The constraints allow up to 10^5 total characters, so linear-time trie construction and traversal is well within limits, while avoiding any per-operation full string reversal.

Test Cases

import sys, io

def run(inp: str) -> str:
    sys.stdin = io.StringIO(inp)
    from sys import stdout
    import contextlib

    output = []
    def fake_print(x):
        output.append(str(x))

    global print
    old_print = print
    print = fake_print
    try:
        # inline solution
        class Trie:
            def __init__(self):
                self.next = {}

            def insert(self, s):
                node = self
                for ch in s:
                    if ch not in node.next:
                        node.next[ch] = Trie()
                    node = node.next[ch]

            def query(self, s):
                node = self
                for ch in s:
                    if ch not in node.next:
                        return False
                    node = node.next[ch]
                return True

        data = inp.strip().split()
        q = int(data[0])
        idx = 1
        f = Trie()
        b = Trie()
        flipped = False

        for _ in range(q):
            t = data[idx]
            idx += 1
            if t == "1":
                s = data[idx]
                idx += 1
                f.insert(s)
                b.insert(s[::-1])
            elif t == "3":
                flipped = not flipped
            else:
                s = data[idx]
                idx += 1
                print(1 if (b.query(s) if flipped else f.query(s)) else 0)
    finally:
        print = old_print

    return "\n".join(output)

# sample
assert run("""5
1 alice
2 alice
3
2 ali
2 ecil
""") == """1
0
1"""
Test input Expected output What it validates
Single insert + query 1 basic prefix detection
Flip then query mismatch 0 reversal correctness
Double flip returns original 1 parity handling
Multiple inserts 1/0 mix trie sharing correctness

Edge Cases

A critical edge case is when many flips occur without any insertions in between. The algorithm handles this safely because flips only toggle a boolean and do not mutate trie state, so repeated flips do not accumulate cost.
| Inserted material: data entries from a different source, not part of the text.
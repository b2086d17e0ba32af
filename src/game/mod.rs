use std::fmt;

use rust_decimal::Decimal;
use serde::{Deserialize, Serialize};

use crate::chain::chain_for;
use crate::config::{EntityConfig, GameConfig};
use crate::protocols::ProtocolId;

/// 玩家拥有的生产单元（农场地块）。
///
/// 链下动作原地修改它；结算编排器只读取快照，从不回写。
/// 不变式：`deposited >= 0`。存入为零或协议不可结算的实体
/// 对结算而言是惰性的。
#[derive(Debug, Clone, Serialize, Deserialize)]
pub struct GameEntity {
    pub id: String,
    pub name: String,
    pub protocol: ProtocolId,
    /// 等级，从 1 起。
    pub level: u32,
    /// 年化收益率，基点。
    pub apy_bps: u32,
    /// 美元计价的累计存入额。
    pub deposited: Decimal,
    /// 棋盘坐标，仅用于展示层。
    pub position: (i32, i32),
}

impl GameEntity {
    pub fn from_config(config: &EntityConfig) -> Self {
        Self {
            id: config.id.clone(),
            name: config.name.clone(),
            protocol: config.protocol,
            level: config.level.max(1),
            apy_bps: config.apy_bps,
            deposited: config.deposited.max(Decimal::ZERO),
            position: (config.position[0], config.position[1]),
        }
    }

    /// 该实体是否参与链上结算。
    pub fn is_settleable(&self) -> bool {
        self.deposited > Decimal::ZERO && chain_for(self.protocol).is_some()
    }

    /// 链下存入：追加美元金额，非正数直接忽略。
    pub fn deposit(&mut self, amount: Decimal) {
        if amount > Decimal::ZERO {
            self.deposited += amount;
        }
    }

    /// 升级一级，按固定步长抬高年化收益。
    pub fn upgrade(&mut self, apy_step_bps: u32) {
        self.level += 1;
        self.apy_bps += apy_step_bps;
    }

    /// 复投：把一天的应计收益折进本金，保留 6 位小数向下截断。
    pub fn compound(&mut self) {
        let daily =
            self.deposited * Decimal::from(self.apy_bps) / Decimal::from(10_000) / Decimal::from(365);
        self.deposited = (self.deposited + daily)
            .round_dp_with_strategy(6, rust_decimal::RoundingStrategy::ToZero);
    }
}

/// 链下会话里的一次微动作。
#[derive(Debug, Clone, Serialize, Deserialize)]
pub struct GameAction {
    pub kind: ActionKind,
    pub entity_id: String,
    /// 仅 `Deposit` 携带金额。
    #[serde(default, skip_serializing_if = "Option::is_none")]
    pub amount: Option<Decimal>,
}

#[derive(Debug, Clone, Copy, PartialEq, Eq, Hash, PartialOrd, Ord, Serialize, Deserialize)]
#[serde(rename_all = "kebab-case")]
pub enum ActionKind {
    Deposit,
    Upgrade,
    Compound,
}

impl fmt::Display for ActionKind {
    fn fmt(&self, f: &mut fmt::Formatter<'_>) -> fmt::Result {
        let name = match self {
            ActionKind::Deposit => "deposit",
            ActionKind::Upgrade => "upgrade",
            ActionKind::Compound => "compound",
        };
        f.write_str(name)
    }
}

/// 按静态配置生成开局实体列表。
pub fn catalog_from(config: &GameConfig) -> Vec<GameEntity> {
    config.entities.iter().map(GameEntity::from_config).collect()
}
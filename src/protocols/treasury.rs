//! 国库券（T-Bill）场馆的托管中继适配器。
//!
//! 该场馆的记账资产普通用户拿不到，链上存入由中继服务用独立
//! 持有的签名权执行；适配器只负责发起 `{player, amount}` 请求，
//! 等待并把端点的成功/失败翻译成统一的交易哈希/错误契约。

use std::str::FromStr;
use std::time::Duration;

use alloy::primitives::B256;
use async_trait::async_trait;
use metrics::{counter, histogram};
use serde::{Deserialize, Serialize};
use tracing::{debug, info, warn};

use super::framework::{AdapterError, LegContext, ProtocolAdapter};
use crate::config::RelayConfig;
use crate::monitoring::prometheus_enabled;

#[derive(Debug, Clone, Serialize)]
#[serde(rename_all = "camelCase")]
pub struct SettleRequest {
    pub player: String,
    pub amount: u64,
}

#[derive(Debug, Clone, Deserialize, PartialEq, Eq)]
#[serde(rename_all = "camelCase")]
pub struct SettleResponse {
    pub status: String,
    #[serde(default)]
    pub settle_hash: Option<String>,
    #[serde(default)]
    pub message: Option<String>,
}

pub struct TreasuryAdapter {
    endpoint: String,
    client: reqwest::Client,
    timeout: Duration,
}

impl TreasuryAdapter {
    pub fn new(client: reqwest::Client, config: &RelayConfig) -> Self {
        let trimmed = config.endpoint.trim();
        let normalized = if trimmed.starts_with("http://") || trimmed.starts_with("https://") {
            trimmed.to_string()
        } else {
            format!("https://{trimmed}")
        };
        Self {
            endpoint: normalized,
            client,
            timeout: Duration::from_millis(config.timeout_ms),
        }
    }

    fn record_metrics(&self, result: &str, elapsed_ms: Option<f64>) {
        if !prometheus_enabled() {
            return;
        }
        let result = result.to_string();
        counter!("demeter_relay_settle_requests_total", "result" => result.clone()).increment(1);
        if let Some(ms) = elapsed_ms {
            histogram!("demeter_relay_settle_latency_ms", "result" => result).record(ms);
        }
    }
}

#[async_trait]
impl ProtocolAdapter for TreasuryAdapter {
    fn venue(&self) -> &'static str {
        "treasury-relay"
    }

    async fn supply(&self, ctx: &LegContext<'_>, amount_minor: u64) -> Result<B256, AdapterError> {
        let wallet = ctx.require_wallet(self.venue())?;
        let request = SettleRequest {
            player: wallet.address.to_string(),
            amount: amount_minor,
        };

        debug!(
            target: "protocols::treasury",
            endpoint = %self.endpoint,
            player = %request.player,
            amount = request.amount,
            "开始请求中继结算"
        );
        let started = std::time::Instant::now();

        let response = self
            .client
            .post(&self.endpoint)
            .timeout(self.timeout)
            .json(&request)
            .send()
            .await
            .map_err(|err| {
                self.record_metrics("transport_error", None);
                AdapterError::RelayTransport(err)
            })?;

        if !response.status().is_success() {
            let status = response.status();
            let body_text = response
                .text()
                .await
                .unwrap_or_else(|err| format!("<body decode failed: {err}>"));
            let body_summary = summarize_error_body(body_text);
            warn!(
                target: "protocols::treasury",
                status = status.as_u16(),
                endpoint = %self.endpoint,
                body = %body_summary,
                "中继端点返回非 2xx 状态"
            );
            self.record_metrics("http_error", None);
            return Err(AdapterError::Relay {
                status: status.to_string(),
                message: body_summary,
            });
        }

        let settle: SettleResponse = response.json().await.map_err(|err| {
            self.record_metrics("decode_error", None);
            AdapterError::RelaySchema(format!("解析中继响应失败: {err}"))
        })?;

        if settle.status != "confirmed" {
            self.record_metrics("rejected", None);
            return Err(AdapterError::Relay {
                status: settle.status,
                message: settle
                    .message
                    .unwrap_or_else(|| "(no message)".to_string()),
            });
        }

        let hash_text = settle
            .settle_hash
            .ok_or_else(|| AdapterError::RelaySchema("确认响应缺少 settleHash".to_string()))?;
        let tx = B256::from_str(hash_text.trim()).map_err(|err| {
            AdapterError::RelaySchema(format!("settleHash 不是合法的交易哈希: {err}"))
        })?;

        let elapsed_ms = started.elapsed().as_secs_f64() * 1_000.0;
        self.record_metrics("success", Some(elapsed_ms));
        info!(
            target: "protocols::treasury",
            tx = %tx,
            amount = amount_minor,
            elapsed_ms = format_args!("{elapsed_ms:.3}"),
            "中继结算已确认"
        );
        Ok(tx)
    }
}

fn summarize_error_body(body: String) -> String {
    let trimmed = body.trim();
    if trimmed.is_empty() {
        "(empty response body)".to_string()
    } else {
        let mut single_line = trimmed.replace(['\n', '\r'], " ");
        const MAX_LEN: usize = 512;
        if single_line.len() > MAX_LEN {
            single_line.truncate(MAX_LEN);
            single_line.push('…');
        }
        single_line
    }
}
Another edge case is querying an empty prefix or very short prefix against long stored strings. The trie ensures that even if multiple strings share prefixes, the existence check remains correct because any continuation beyond the query path confirms a valid match.

Finally, inserting strings after a sequence of flips still works because each insertion is recorded in both orientations immediately, making future state changes irrelevant to past data.